Ponte morandi processo e reati nessun rischio prescrizione fino al 2032 analisi
Il processo per il crollo del Ponte Morandi di Genova, avvenuto il 14 agosto 2018, resta al riparo da rischi di prescrizione nel breve-medio periodo. L’analisi dei termini prescrizionali relativi ai principali reati contestati indica che l’iter potrà proseguire senza l’ipotesi di un’estinzione dei reati nei prossimi anni, permettendo il passaggio ai gradi successivi dopo la sentenza di primo grado.
processo ponte morandi: nessun rischio prescrizione per otto anni
Secondo quanto emerge dalla valutazione dei termini prescrizionali sui reati contestati, il procedimento non presenta profili di prescrizione almeno nei prossimi otto anni. La ricostruzione riguarda in particolare il crollo colposo e gli omicidi colposi stradali collegati alla tragedia, che ha causato la morte di 43 persone.
Dopo la sentenza di primo grado, emessa a quasi otto anni dal crollo, è stata riconosciuta la responsabilità in numerose posizioni: la decisione ha sancito 32 condanne a vario titolo. Al centro della pronuncia figura la condanna a 12 anni nei confronti dell’ex amministratore delegato di Aspi e Atlantia, Giovanni Castellucci.
prescrizione crollo colposo: scadenze fino al 2033
Per il reato di crollo colposo, con decorrenza dalla data del crollo del viadotto, l’analisi indica che, considerando già gli atti interruttivi della prescrizione, il termine massimo raggiunge date diverse in base alla specifica posizione processuale degli imputati. In particolare:
- per alcune posizioni, l’arrivo della scadenza è fissato al 7 aprile 2032;
- per altre posizioni, il limite massimo arriva fino al 14 agosto 2033.
prescrizione omicidi colposi stradali: termini più estesi fino al 2036
Per gli omicidi colposi stradali, contestati in relazione alle 43 vittime della tragedia, i termini risultano ancora più ampi. Le scadenze vengono determinate in base alla posizione degli imputati e al momento della cessazione dalle funzioni, con un orizzonte temporale che può estendersi fino al 14 febbraio 2036.
atti interruttivi e sentenza di primo grado: perché le date restano valide
Le scadenze considerate incorporano l’effetto degli atti interruttivi intervenuti nel corso del procedimento, tra cui il decreto del giudice dell’udienza preliminare del 7 aprile 2022. Le valutazioni tengono inoltre conto che restano fatte salve eventuali sospensioni previste dalla legge.
La sentenza di primo grado, arrivata a quasi otto anni dal crollo del 14 agosto 2018, consente così di proseguire nelle successive fasi senza che, nel futuro prossimo, si apra una finestra immediata di estinzione per prescrizione.

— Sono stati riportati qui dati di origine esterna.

//! histmap-storage - Storage tree and registry import
//!
//! Everything the pipeline stages exchange goes through files under one
//! storage root:
//!
//! - [`RasterDescriptor`] list - extent and pixel size of every map year
//! - [`Registry`] - buildings and entrances read from the registry tables
//! - [`link_positions`] - registry coordinates projected on every year
//! - [`Storage`] - paths, frames, histories, and results on disk

pub mod descriptor;
pub mod error;
pub mod link;
pub mod registry;
pub mod store;

pub use descriptor::{RasterDescriptor, format_descriptors, parse_descriptors};
pub use error::{StorageError, StorageResult};
pub use link::{LinkedBuilding, MapPosition, YearPositions, link_positions};
pub use registry::{Registry, RegistryBuilding};
pub use store::Storage;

condanne ponte morandi: 32 decisioni e ruolo di Giovanni Castellucci
La pronuncia di primo grado ha definito il quadro delle responsabilità con 32 condanne complessive, articolate in diverse misure. La figura di maggiore rilievo nella sentenza riguarda l’ex amministratore delegato di Aspi e Atlantia, Giovanni Castellucci, destinatario di una condanna a 12 anni.